Merhaba, ben 16 yaşında aile baskısı ile büyüyen bir genç kızım. Ailemi sever sayardım ta ki geçen sene bir şeyleri sorgulamaya başlayana kadar. Mesela ailemin beni sevdiğini düşünürdüm ama onlar sadece temel ihtiyaçlarımı karşılayıp bunu da gözüme sokarak sevgilerini kanıtlamaya çalışırlardı. Asla dışarı çıkamazdım, müzik dinleyemezdim, benim giyeceğim kıyafetleri hep annem seçerdi, beni o yönetirdi. Bana sürekli ev işleri yaptırırdı. Söylediklerini yapmama rağmen asla tatmin olmazdı. Ben özgürlüğüme düşkün biri olduğum için sürekli tartışıp kendimi yıpratırdım. Aramızda hiçbir zaman anne-kız ilişkisi olmadı. Hani kızları bir şey yaptığında anneleri “Aman baban duymasın” derler ya, işte benim için tam tersiydi. Ben küçükken annem, babamla olan kavgalarını beni kucağına oturtup bana sarılarak ve ağlayarak anlatırdı. Beni de bu şekilde kendine bağımlı etti.
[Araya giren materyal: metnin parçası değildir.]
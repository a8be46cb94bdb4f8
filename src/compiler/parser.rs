use super::lexer::{Token, TokenKind};
use crate::ast::{Builtin, Expression, InputPath, PathSegment, Value};
use crate::error::ParseError;

/// Identifiers that refer to the whole inputs map rather than a key inside it.
const INPUT_ROOTS: [&str; 3] = ["input", "inputs", "data"];

/// Recursive-descent parser, one method per precedence level.
pub(crate) struct Parser {
    tokens: Vec<Token>,
    cursor: usize,
    depth: usize,
    max_depth: usize,
}

impl Parser {
    pub(crate) fn new(tokens: Vec<Token>, max_depth: usize) -> Self {
        Self {
            tokens,
            cursor: 0,
            depth: 0,
            max_depth,
        }
    }

    /// Parses the whole token stream as a single expression.
    pub(crate) fn parse(mut self) -> Result<Expression, ParseError> {
        if matches!(self.peek(), TokenKind::Eof) {
            return Err(ParseError::Empty);
        }
        let expression = self.parse_or()?;
        self.expect(TokenKind::Eof, "end of input")?;
        Ok(expression)
    }

    fn parse_or(&mut self) -> Result<Expression, ParseError> {
        let mut left = self.parse_and()?;
        let mut levels = 0;
        while self.eat(&TokenKind::OrOr) {
            self.enter()?;
            levels += 1;
            let right = self.parse_and()?;
            left = Expression::Or(Box::new(left), Box::new(right));
        }
        self.depth -= levels;
        Ok(left)
    }

    fn parse_and(&mut self) -> Result<Expression, ParseError> {
        let mut left = self.parse_equality()?;
        let mut levels = 0;
        while self.eat(&TokenKind::AndAnd) {
            self.enter()?;
            levels += 1;
            let right = self.parse_equality()?;
            left = Expression::And(Box::new(left), Box::new(right));
        }
        self.depth -= levels;
        Ok(left)
    }

    fn parse_equality(&mut self) -> Result<Expression, ParseError> {
        let mut left = self.parse_comparison()?;
        let mut levels = 0;
        loop {
            let build: fn(Box<Expression>, Box<Expression>) -> Expression = match self.peek() {
                TokenKind::EqEq => Expression::Equal,
                TokenKind::NotEq => Expression::NotEqual,
                _ => {
                    self.depth -= levels;
                    return Ok(left);
                }
            };
            self.advance();
            self.enter()?;
            levels += 1;
            let right = self.parse_comparison()?;
            left = build(Box::new(left), Box::new(right));
        }
    }

    fn parse_comparison(&mut self) -> Result<Expression, ParseError> {
        let mut left = self.parse_additive()?;
        let mut levels = 0;
        loop {
            let build: fn(Box<Expression>, Box<Expression>) -> Expression = match self.peek() {
                TokenKind::Greater => Expression::GreaterThan,
                TokenKind::GreaterEq => Expression::GreaterThanOrEqual,
                TokenKind::Less => Expression::SmallerThan,
                TokenKind::LessEq => Expression::SmallerThanOrEqual,
                _ => {
                    self.depth -= levels;
                    return Ok(left);
                }
            };
            self.advance();
            self.enter()?;
            levels += 1;
            let right = self.parse_additive()?;
            left = build(Box::new(left), Box::new(right));
        }
    }

    fn parse_additive(&mut self) -> Result<Expression, ParseError> {
        let mut left = self.parse_multiplicative()?;
        let mut levels = 0;
        loop {
            let build: fn(Box<Expression>, Box<Expression>) -> Expression = match self.peek() {
                TokenKind::Plus => Expression::Sum,
                TokenKind::Minus => Expression::Subtract,
                _ => {
                    self.depth -= levels;
                    return Ok(left);
                }
            };
            self.advance();
            self.enter()?;
            levels += 1;
            let right = self.parse_multiplicative()?;
            left = build(Box::new(left), Box::new(right));
        }
    }

    fn parse_multiplicative(&mut self) -> Result<Expression, ParseError> {
        let mut left = self.parse_unary()?;
        let mut levels = 0;
        loop {
            let build: fn(Box<Expression>, Box<Expression>) -> Expression = match self.peek() {
                TokenKind::Star => Expression::Multiply,
                TokenKind::Slash => Expression::Divide,
                TokenKind::Percent => Expression::Modulo,
                _ => {
                    self.depth -= levels;
                    return Ok(left);
                }
            };
            self.advance();
            self.enter()?;
            levels += 1;
            let right = self.parse_unary()?;
            left = build(Box::new(left), Box::new(right));
        }
    }

    fn parse_unary(&mut self) -> Result<Expression, ParseError> {
        self.enter()?;
        let result = match self.peek() {
            TokenKind::Bang => {
                self.advance();
                self.parse_unary().map(|v| Expression::Not(Box::new(v)))
            }
            TokenKind::Minus => {
                self.advance();
                self.parse_unary().map(|v| match v {
                    Expression::Literal(Value::Number(n)) => Expression::Literal(Value::Number(-n)),
                    other => Expression::Negate(Box::new(other)),
                })
            }
            _ => self.parse_postfix(),
        };
        self.depth -= 1;
        result
    }

    fn parse_postfix(&mut self) -> Result<Expression, ParseError> {
        let mut expression = self.parse_primary()?;
        let mut levels = 0;
        loop {
            match self.peek() {
                TokenKind::Dot => {
                    self.advance();
                    let position = self.position();
                    let name = match self.advance_kind() {
                        TokenKind::Ident(name) => name,
                        found => {
                            return Err(ParseError::UnexpectedToken {
                                expected: "property or method name".to_string(),
                                found: found.to_string(),
                                position,
                            });
                        }
                    };

                    if matches!(self.peek(), TokenKind::LParen) {
                        let builtin = Builtin::from_method(&name)
                            .ok_or(ParseError::UnknownFunction { name, position })?;
                        self.enter()?;
                        levels += 1;
                        let mut args = vec![expression];
                        args.extend(self.parse_arguments()?);
                        expression = Self::call(builtin, args)?;
                    } else if name == "length" {
                        self.enter()?;
                        levels += 1;
                        expression = Expression::Call(Builtin::Length, vec![expression]);
                    } else if let Expression::Input(path) = &mut expression {
                        path.segments.push(PathSegment::Key(name));
                    } else {
                        return Err(ParseError::UnexpectedToken {
                            expected: "method call or '.length'".to_string(),
                            found: format!("property '{}'", name),
                            position,
                        });
                    }
                }
                TokenKind::LBracket => {
                    let position = self.position();
                    self.advance();
                    let segment = match self.advance_kind() {
                        TokenKind::Str(key) => PathSegment::Key(key),
                        TokenKind::Number(n) if n >= 0.0 && n.fract() == 0.0 => {
                            PathSegment::Index(n as usize)
                        }
                        found => {
                            return Err(ParseError::UnexpectedToken {
                                expected: "string or integer index".to_string(),
                                found: found.to_string(),
                                position: position + 1,
                            });
                        }
                    };
                    self.expect(TokenKind::RBracket, "']'")?;
                    match &mut expression {
                        Expression::Input(path) => path.segments.push(segment),
                        _ => {
                            return Err(ParseError::UnexpectedToken {
                                expected: "an input path before '['".to_string(),
                                found: "'['".to_string(),
                                position,
                            });
                        }
                    }
                }
                _ => {
                    self.depth -= levels;
                    return Ok(expression);
                }
            }
        }
    }

    fn parse_primary(&mut self) -> Result<Expression, ParseError> {
        let position = self.position();
        match self.advance_kind() {
            TokenKind::Number(n) => Ok(Expression::Literal(Value::Number(n))),
            TokenKind::Str(s) => Ok(Expression::Literal(Value::String(s))),
            TokenKind::True => Ok(Expression::Literal(Value::Bool(true))),
            TokenKind::False => Ok(Expression::Literal(Value::Bool(false))),
            TokenKind::Null => Ok(Expression::Literal(Value::Null)),
            TokenKind::Ident(name) => {
                if matches!(self.peek(), TokenKind::LParen) {
                    let builtin = Builtin::from_function(&name)
                        .ok_or(ParseError::UnknownFunction { name, position })?;
                    let args = self.parse_arguments()?;
                    Self::call(builtin, args)
                } else if INPUT_ROOTS.contains(&name.as_str()) {
                    Ok(Expression::Input(InputPath::root()))
                } else {
                    Ok(Expression::Input(InputPath::key(&name)))
                }
            }
            TokenKind::LParen => {
                self.enter()?;
                let inner = self.parse_or();
                self.depth -= 1;
                let inner = inner?;
                self.expect(TokenKind::RParen, "')'")?;
                Ok(inner)
            }
            found => Err(ParseError::UnexpectedToken {
                expected: "a value, input or '('".to_string(),
                found: found.to_string(),
                position,
            }),
        }
    }

    fn parse_arguments(&mut self) -> Result<Vec<Expression>, ParseError> {
        self.expect(TokenKind::LParen, "'('")?;
        let mut args = Vec::new();
        if self.eat(&TokenKind::RParen) {
            return Ok(args);
        }
        loop {
            args.push(self.parse_or()?);
            if self.eat(&TokenKind::Comma) {
                continue;
            }
            self.expect(TokenKind::RParen, "')' or ','")?;
            return Ok(args);
        }
    }

    fn call(builtin: Builtin, args: Vec<Expression>) -> Result<Expression, ParseError> {
        if args.len() != builtin.arity() {
            return Err(ParseError::ArgumentCount {
                name: builtin.name().to_string(),
                expected: builtin.arity(),
                found: args.len(),
            });
        }
        Ok(Expression::Call(builtin, args))
    }

    /// Counts one level of the tree being built. Binary chains and method chains
    /// nest leftwards, so each link counts as well as each unary and parenthesis.
    fn enter(&mut self) -> Result<(), ParseError> {
        if self.depth >= self.max_depth {
            return Err(ParseError::TooDeep(self.max_depth));
        }
        self.depth += 1;
        Ok(())
    }

    fn peek(&self) -> &TokenKind {
        &self.tokens[self.cursor.min(self.tokens.len() - 1)].kind
    }

    fn position(&self) -> usize {
        self.tokens[self.cursor.min(self.tokens.len() - 1)].position
    }

    fn advance(&mut self) {
        if self.cursor < self.tokens.len() - 1 {
            self.cursor += 1;
        }
    }

    fn advance_kind(&mut self) -> TokenKind {
        let kind = self.peek().clone();
        self.advance();
        kind
    }

    fn eat(&mut self, kind: &TokenKind) -> bool {
        if self.peek() == kind {
            self.advance();
            true
        } else {
            false
        }
    }

    fn expect(&mut self, kind: TokenKind, expected: &str) -> Result<(), ParseError> {
        if self.eat(&kind) {
            Ok(())
        } else {
            Err(ParseError::UnexpectedToken {
                expected: expected.to_string(),
                found: self.peek().to_string(),
                position: self.position(),
            })
        }
    }
}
Babam ise küçüklükten beri beni hiç dinlemedi. Bir şeyler anlatırdım ama umurunda olmazdı. Bana bir kere bile içten sarılmadı. Sürekli aşağıladı, ezdi, hakaret etti. Bazen de fiziksel şiddet gösterdi. Fakat kendi gözlerinde onlar çok iyi ebeveynlerdi. 8. sınıfın yazında beni 3 aylığına yatılı bir Kur’an yurduna gönderdiler. Orada anne ve babaya nasıl davranılacağını öğrenecekmişim. Peki onlar bana nasıl davranmalıydı? Anneannem, yengem, dayım, dedem ve ailem beni sürekli kapanmaya zorladı ama ben direndim ve başardım.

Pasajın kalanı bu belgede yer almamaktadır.